[WHAT IS REQUIRED]:
Produce the records below again, word for word, but stop after the line that contains "explicit choice. Dev-mode".

[SOURCE DATA]:
◇ ◇ ◇ ◇ ◇

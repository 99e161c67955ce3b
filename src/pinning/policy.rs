//! Policy Engine - verdict plus build mode to disposition
//!
//! The build mode is fixed at construction; there is no runtime toggle, so
//! an in-flight decision can never race against a mode change. The decision
//! table:
//!
//! | Verdict          | Dev         | Prod         |
//! |------------------|-------------|--------------|
//! | Trusted          | serve real  | serve real   |
//! | PinMismatch      | passthrough | serve blocked|
//! | HostUnconfigured | passthrough | serve blocked|
//! | HandshakeFailed  | passthrough | serve blocked|
//!
//! Unconfigured hosts in Prod fail closed by explicit choice. Dev-mode
//! passthrough keeps local and staging environments with self-signed or
//! non-pinned certificates usable.

use crate::config::BuildMode;
use crate::pinning::validator::TrustVerdict;
use bytes::Bytes;
use http::header::{CACHE_CONTROL, CONNECTION, CONTENT_TYPE, PRAGMA};
use http::{Response, StatusCode};
use http_body_util::Full;

/// Fixed blocked-page body
///
/// Static and non-parameterized: no host, URL, fingerprint, or error detail
/// is ever interpolated, so a hostile network path learns nothing from it.
pub const BLOCKED_PAGE_HTML: &str = "<!DOCTYPE html>\
<html><head><meta charset=\"utf-8\"><title>Secure connection failed</title></head>\
<body><h3>Secure connection failed.</h3>\
<p>The identity of the server could not be verified.</p></body></html>";

/// What the interceptor should do with the request
#[derive(Debug, Clone, Copy, PartialEq, Eq)]
pub enum PolicyAction {
    /// Fetch and serve the real response over the validated session
    ServeUpstream,

    /// Synthesize the fixed blocked page
    ServeBlocked,

    /// Decline the request entirely; the default stack proceeds
    Passthrough,
}

/// Turns trust verdicts into dispositions for a fixed build mode
#[derive(Debug, Clone, Copy)]
pub struct PolicyEngine {
    build_mode: BuildMode,
}

impl PolicyEngine {
    /// Create an engine for the given build mode
    pub fn new(build_mode: BuildMode) -> Self {
        Self { build_mode }
    }

    /// Build mode this engine was constructed with
    pub fn build_mode(&self) -> BuildMode {
        self.build_mode
    }

    /// Decide the disposition for a verdict
    pub fn decide(&self, verdict: TrustVerdict) -> PolicyAction {
        match (verdict, self.build_mode) {
            (TrustVerdict::Trusted, _) => PolicyAction::ServeUpstream,
            (_, BuildMode::Dev) => PolicyAction::Passthrough,
            (_, BuildMode::Prod) => PolicyAction::ServeBlocked,
        }
    }
}

/// Build the synthesized blocked response
///
/// `text/html`, UTF-8, non-cacheable. The 502 status makes the failure
/// client-visible without describing it.
pub fn build_blocked_response() -> Response<Full<Bytes>> {
    Response::builder()
        .status(StatusCode::BAD_GATEWAY)
        .header(CONTENT_TYPE, "text/html; charset=utf-8")
        .header(CACHE_CONTROL, "no-store")
        .header(PRAGMA, "no-cache")
        .header(CONNECTION, "close")
        .body(Full::new(Bytes::from_static(BLOCKED_PAGE_HTML.as_bytes())))
        .unwrap()
}
//! Certificate pinning core
//!
//! Composed per intercepted request, leaves first:
//! - Pin store: read-only host -> accepted fingerprint table
//! - Trust validator: handshake result + pin entry -> verdict
//! - Policy engine: verdict + build mode -> disposition
//! - Request interceptor: orchestrates the other three

pub mod fetch;
pub mod fingerprint;
pub mod handshake;
pub mod interceptor;
pub mod policy;
pub mod store;
pub mod validator;

// Re-export main types
pub use fetch::{FetchError, UpstreamResponse, MAX_RESPONSE_BYTES};
pub use fingerprint::{Fingerprint, FingerprintAlgorithm, FingerprintError, SHA256_DIGEST_LEN};
pub use handshake::{HandshakeError, HandshakeResult, TlsSession, UpstreamTls};
pub use interceptor::{InterceptError, InterceptOutcome, PinInterceptor, ResourceRequest};
pub use policy::{build_blocked_response, PolicyAction, PolicyEngine, BLOCKED_PAGE_HTML};
pub use store::{PinStore, PinnedHost, StoreError};
pub use validator::{evaluate, TrustVerdict};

◇ ◇ ◇ ◇ ◇

[TASK RESPONSE]:
repository 99e161c67955ce3b
filename src/pinning/policy.rs
//! Policy Engine - verdict plus build mode to disposition
//!
//! The build mode is fixed at construction; there is no runtime toggle, so
//! an in-flight decision can never race against a mode change. The decision
//! table:
//!
//! | Verdict          | Dev         | Prod         |
//! |------------------|-------------|--------------|
//! | Trusted          | serve real  | serve real   |
//! | PinMismatch      | passthrough | serve blocked|
//! | HostUnconfigured | passthrough | serve blocked|
//! | HandshakeFailed  | passthrough | serve blocked|
//!
//! Unconfigured hosts in Prod fail closed by explicit choice. Dev-mode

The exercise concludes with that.